Maternity care has improved at Shrewsbury and Telford Hospital NHS Trust, but emergency services still require urgent action, inspectors say.
The hospital trust has been in special measures since November 2018 due to problems in both A&E and maternity.
The Care Quality Commission report comes as it remains the focus of an independent inquiry into concerns over maternity care dating back to 1979.
The hospital trust said improvements had been made in both departments.
During unannounced inspections to maternity units in April, CQC inspectors highlighted safety concerns over staff vacancies and staff sickness rates.
In a follow-up inspection in November they said staffing had increased, and morale and governance had improved.
Prof Ted Baker, chief inspector of hospitals, however, said there were still “serious concerns at the emergency departments and medical wards” and the CQC had “taken further urgent action” to “protect the safety of patients”.
The CQC said details of those concerns, relating to the November inspections, would not be published until next year.
Paula Clark, Interim Chief Executive of Shrewsbury and Telford Hospital NHS Trust, said it had appointed 29 new midwives, a new director of midwifery, a new care group director and two new consultants since April.
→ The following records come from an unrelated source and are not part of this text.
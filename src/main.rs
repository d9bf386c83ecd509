//! EV Scout — positive-EV sports bet finder.
//!
//! Entry point. Loads configuration, initialises structured logging,
//! restores the ledger and bankroll from disk (or starts fresh), and
//! runs the scan and settlement loops with graceful shutdown.

use anyhow::Result;
use std::path::Path;
use std::sync::Arc;
use std::time::Duration;
use tokio::sync::Mutex;
use tracing::{error, info, warn};

use evscout::config::{AppConfig, FeedKind};
use evscout::dashboard;
use evscout::engine::ScanEngine;
use evscout::feeds::{BookmakerFeed, ConsensusFeed, FileFeed, HttpFeed, ResultsFeed};
use evscout::storage::{self, LedgerState};

const BANNER: &str = r#"
  _______     __  ____                  _
 | ____\ \   / / / ___|  ___ ___  _   _| |_
 |  _|  \ \ / /  \___ \ / __/ _ \| | | | __|
 | |___  \ V /    ___) | (_| (_) | |_| | |_
 |_____|  \_/    |____/ \___\___/ \__,_|\__|

  Positive-EV bet finder with Kelly staking
  v0.1.0
"#;

#[tokio::main]
async fn main() -> Result<()> {
    // Load .env file if present (non-fatal if missing)
    let _ = dotenv::dotenv();

    let cfg = AppConfig::load_or_default("config.toml")?;

    init_logging();

    println!("{BANNER}");
    info!(
        scan_interval_secs = cfg.scan.interval_secs,
        settle_interval_secs = cfg.scan.settle_interval_secs,
        sports = ?cfg.scan.sports,
        initial_bankroll = cfg.bankroll.initial,
        auto_bet = cfg.staking.auto_bet,
        "EV Scout starting up"
    );

    // -- Restore or create state -----------------------------------------

    let state_path = Path::new(&cfg.storage.state_file);
    let state = match storage::load_state(state_path)? {
        Some(s) => s,
        None => {
            info!(balance = cfg.bankroll.initial, "Fresh start");
            LedgerState::new(cfg.bankroll.initial)
        }
    };
    let state = Arc::new(Mutex::new(state));

    // -- Feeds -------------------------------------------------------------

    let (bookmaker, consensus, results): (
        Arc<dyn BookmakerFeed>,
        Arc<dyn ConsensusFeed>,
        Arc<dyn ResultsFeed>,
    ) = match cfg.feeds.kind {
        FeedKind::File => {
            info!(path = %cfg.feeds.path, "Using file feeds");
            let feed = Arc::new(FileFeed::new(&cfg.feeds.path));
            (feed.clone(), feed.clone(), feed)
        }
        FeedKind::Http => {
            info!(base_url = %cfg.feeds.base_url, "Using HTTP feeds");
            let feed = Arc::new(HttpFeed::new(&cfg.feeds.base_url));
            (feed.clone(), feed.clone(), feed)
        }
    };

    let engine = Arc::new(ScanEngine::new(&cfg, bookmaker, consensus, results, state));

    // -- Dashboard ---------------------------------------------------------

    if cfg.dashboard.enabled {
        dashboard::spawn_dashboard(Arc::clone(&engine), cfg.dashboard.port)?;
    }

    // -- Main loop ---------------------------------------------------------

    let mut scan_tick = tokio::time::interval(Duration::from_secs(cfg.scan.interval_secs));
    let mut settle_tick = tokio::time::interval(Duration::from_secs(cfg.scan.settle_interval_secs));
    let shutdown = tokio::signal::ctrl_c();
    tokio::pin!(shutdown);

    info!("Entering main loop. Press Ctrl+C to stop.");

    loop {
        tokio::select! {
            _ = scan_tick.tick() => {
                match engine.run_scan_cycle().await {
                    Ok(report) => {
                        if !report.placed.is_empty() {
                            for bet in &report.placed {
                                info!(bet = %bet, "Placed");
                            }
                        }
                    }
                    Err(e) => warn!(error = %e, "Scan cycle skipped"),
                }
            }
            _ = settle_tick.tick() => {
                let report = engine.settle_cycle().await;
                if report.settled > 0 {
                    let bankroll = engine.bankroll().await;
                    info!(
                        balance = format!("{:.2}", bankroll.balance),
                        profit = format!("{:+.2}", bankroll.profit()),
                        "Bankroll updated"
                    );
                }
            }
            _ = &mut shutdown => {
                info!("Shutdown signal received.");
                break;
            }
        }
    }

    // Save final state
    {
        let state = engine.shared_state();
        let state = state.lock().await;
        if let Err(e) = storage::save_state(state_path, &state) {
            error!(error = %e, "Failed to save state on shutdown");
        }
        info!(
            balance = format!("{:.2}", state.bankroll.balance),
            bets = state.ledger.len(),
            profit = format!("{:+.2}", state.bankroll.profit()),
            "EV Scout shut down cleanly."
        );
    }

    Ok(())
}

/// Initialise the `tracing` subscriber.
fn init_logging() {
    use tracing_subscriber::{fmt, EnvFilter};

    let env_filter = EnvFilter::try_from_default_env()
        .unwrap_or_else(|_| EnvFilter::new("evscout=info"));

    let json_logging = std::env::var("EVSCOUT_LOG_JSON").is_ok();

    if json_logging {
        fmt()
            .json()
            .with_env_filter(env_filter)
            .with_target(true)
            .with_thread_ids(true)
            .init();
    } else {
        fmt()
            .with_env_filter(env_filter)
            .with_target(true)
            .init();
    }
}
“We will continue to build on these improvements, but we appreciate there is more work still to do,” she said.
“In our emergency departments, we acted immediately on CQC findings by improving our processes, increasing specialist training for staff and we have already appointed a sepsis nurse.
“We are building a programme of improvement to address the areas of concern and ensure our patients receive the best possible care.”
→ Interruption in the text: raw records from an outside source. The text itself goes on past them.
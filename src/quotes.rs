//! Quote Store — the latest raw odds from both sources.
//!
//! Holds one quote per (source, event, market, selection) key. Quotes are
//! never mutated: a newer observation for the same key supersedes the old
//! one. Each scan cycle replaces a source's entries wholesale so that all
//! downstream stages operate on a single coherent snapshot.

use std::collections::{BTreeMap, HashMap};
use tracing::debug;

use crate::types::{MarketType, OddsQuote, QuoteSource, Selection};

type QuoteKey = (String, MarketType, Selection);

/// Transient per-cycle snapshot of quotes from both sources.
#[derive(Debug, Default)]
pub struct QuoteStore {
    bookmaker: HashMap<QuoteKey, OddsQuote>,
    consensus: HashMap<QuoteKey, OddsQuote>,
}

impl QuoteStore {
    pub fn new() -> Self {
        Self::default()
    }

    fn side(&self, source: QuoteSource) -> &HashMap<QuoteKey, OddsQuote> {
        match source {
            QuoteSource::Bookmaker => &self.bookmaker,
            QuoteSource::Consensus => &self.consensus,
        }
    }

    /// Replace all quotes for one source with a fresh batch.
    ///
    /// Invalid quotes (price < 1.01) are dropped, not an error — the
    /// selection is simply absent this cycle. When the batch carries two
    /// observations for the same key, the most recent one wins.
    pub fn replace(&mut self, source: QuoteSource, quotes: Vec<OddsQuote>) {
        let map = match source {
            QuoteSource::Bookmaker => &mut self.bookmaker,
            QuoteSource::Consensus => &mut self.consensus,
        };
        map.clear();

        let mut dropped = 0usize;
        for q in quotes {
            if let Err(e) = q.validate() {
                debug!(quote = %q, error = %e, "Dropping quote");
                dropped += 1;
                continue;
            }
            let key = (q.event_id.clone(), q.market, q.selection);
            match map.get(&key) {
                Some(existing) if existing.observed_at >= q.observed_at => {}
                _ => {
                    map.insert(key, q);
                }
            }
        }

        if dropped > 0 {
            debug!(%source, dropped, "Dropped invalid quotes from batch");
        }
    }

    /// Number of quotes held for a source.
    pub fn len(&self, source: QuoteSource) -> usize {
        self.side(source).len()
    }

    pub fn is_empty(&self, source: QuoteSource) -> bool {
        self.side(source).is_empty()
    }

    /// Selection → price map for one event's market, if any quotes exist.
    ///
    /// Returned as a BTreeMap so iteration order is deterministic.
    pub fn market_odds(
        &self,
        source: QuoteSource,
        event_id: &str,
        market: MarketType,
    ) -> BTreeMap<Selection, f64> {
        self.side(source)
            .values()
            .filter(|q| q.event_id == event_id && q.market == market)
            .map(|q| (q.selection, q.price))
            .collect()
    }

    /// Latest quote for an exact key, if present.
    pub fn get(
        &self,
        source: QuoteSource,
        event_id: &str,
        market: MarketType,
        selection: Selection,
    ) -> Option<&OddsQuote> {
        self.side(source)
            .get(&(event_id.to_string(), market, selection))
    }
}

// ---------------------------------------------------------------------------
// Tests
// ---------------------------------------------------------------------------

#[cfg(test)]
mod tests {
    use super::*;
    use chrono::{Duration, Utc};

    fn quote(
        source: QuoteSource,
        event_id: &str,
        market: MarketType,
        selection: Selection,
        price: f64,
        age_secs: i64,
    ) -> OddsQuote {
        OddsQuote {
            source,
            event_id: event_id.to_string(),
            market,
            selection,
            price,
            observed_at: Utc::now() - Duration::seconds(age_secs),
        }
    }

    #[test]
    fn test_replace_wholesale() {
        let mut store = QuoteStore::new();
        store.replace(
            QuoteSource::Bookmaker,
            vec![quote(QuoteSource::Bookmaker, "e1", MarketType::MatchResult, Selection::Home, 2.1, 0)],
        );
        assert_eq!(store.len(QuoteSource::Bookmaker), 1);

        // A new cycle's batch fully replaces the old entries
        store.replace(
            QuoteSource::Bookmaker,
            vec![quote(QuoteSource::Bookmaker, "e2", MarketType::MatchResult, Selection::Away, 3.0, 0)],
        );
        assert_eq!(store.len(QuoteSource::Bookmaker), 1);
        assert!(store
            .get(QuoteSource::Bookmaker, "e1", MarketType::MatchResult, Selection::Home)
            .is_none());
        assert!(store
            .get(QuoteSource::Bookmaker, "e2", MarketType::MatchResult, Selection::Away)
            .is_some());
    }

    #[test]
    fn test_invalid_price_dropped() {
        let mut store = QuoteStore::new();
        store.replace(
            QuoteSource::Consensus,
            vec![
                quote(QuoteSource::Consensus, "e1", MarketType::MatchResult, Selection::Home, 1.00, 0),
                quote(QuoteSource::Consensus, "e1", MarketType::MatchResult, Selection::Away, 2.00, 0),
            ],
        );
        assert_eq!(store.len(QuoteSource::Consensus), 1);
    }

    #[test]
    fn test_newer_quote_supersedes() {
        let mut store = QuoteStore::new();
        store.replace(
            QuoteSource::Bookmaker,
            vec![
                quote(QuoteSource::Bookmaker, "e1", MarketType::MatchResult, Selection::Home, 2.10, 60),
                quote(QuoteSource::Bookmaker, "e1", MarketType::MatchResult, Selection::Home, 2.25, 0),
            ],
        );
        let q = store
            .get(QuoteSource::Bookmaker, "e1", MarketType::MatchResult, Selection::Home)
            .unwrap();
        assert!((q.price - 2.25).abs() < 1e-10);
    }

    #[test]
    fn test_older_quote_does_not_supersede() {
        let mut store = QuoteStore::new();
        store.replace(
            QuoteSource::Bookmaker,
            vec![
                quote(QuoteSource::Bookmaker, "e1", MarketType::MatchResult, Selection::Home, 2.25, 0),
                quote(QuoteSource::Bookmaker, "e1", MarketType::MatchResult, Selection::Home, 2.10, 60),
            ],
        );
        let q = store
            .get(QuoteSource::Bookmaker, "e1", MarketType::MatchResult, Selection::Home)
            .unwrap();
        assert!((q.price - 2.25).abs() < 1e-10);
    }

    #[test]
    fn test_market_odds_scoped_to_event_and_market() {
        let mut store = QuoteStore::new();
        store.replace(
            QuoteSource::Consensus,
            vec![
                quote(QuoteSource::Consensus, "e1", MarketType::MatchResult, Selection::Home, 2.00, 0),
                quote(QuoteSource::Consensus, "e1", MarketType::MatchResult, Selection::Draw, 3.40, 0),
                quote(QuoteSource::Consensus, "e1", MarketType::MatchResult, Selection::Away, 4.20, 0),
                quote(QuoteSource::Consensus, "e1", MarketType::TotalGoals, Selection::Over, 1.90, 0),
                quote(QuoteSource::Consensus, "e2", MarketType::MatchResult, Selection::Home, 1.50, 0),
            ],
        );

        let odds = store.market_odds(QuoteSource::Consensus, "e1", MarketType::MatchResult);
        assert_eq!(odds.len(), 3);
        assert!((odds[&Selection::Draw] - 3.40).abs() < 1e-10);

        let ou = store.market_odds(QuoteSource::Consensus, "e1", MarketType::TotalGoals);
        assert_eq!(ou.len(), 1);

        let empty = store.market_odds(QuoteSource::Consensus, "e3", MarketType::MatchResult);
        assert!(empty.is_empty());
    }

    #[test]
    fn test_sources_independent() {
        let mut store = QuoteStore::new();
        store.replace(
            QuoteSource::Bookmaker,
            vec![quote(QuoteSource::Bookmaker, "e1", MarketType::MatchResult, Selection::Home, 2.10, 0)],
        );
        assert!(store.is_empty(QuoteSource::Consensus));
        assert!(!store.is_empty(QuoteSource::Bookmaker));
    }
}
The CQC refused to confirm whether the latest concerns were linked to staffing levels or sepsis care, two issues recently raised at hospital board meetings.
Last week, the board heard the trust was set to lose two substantive consultants in A&E over the next two months.
Even with the appointment of an extra locum early next year it would take the total number of A&E consultants across both Shrewsbury and Telford sites to 10, half of what the Royal College of Emergency Medicine recommends.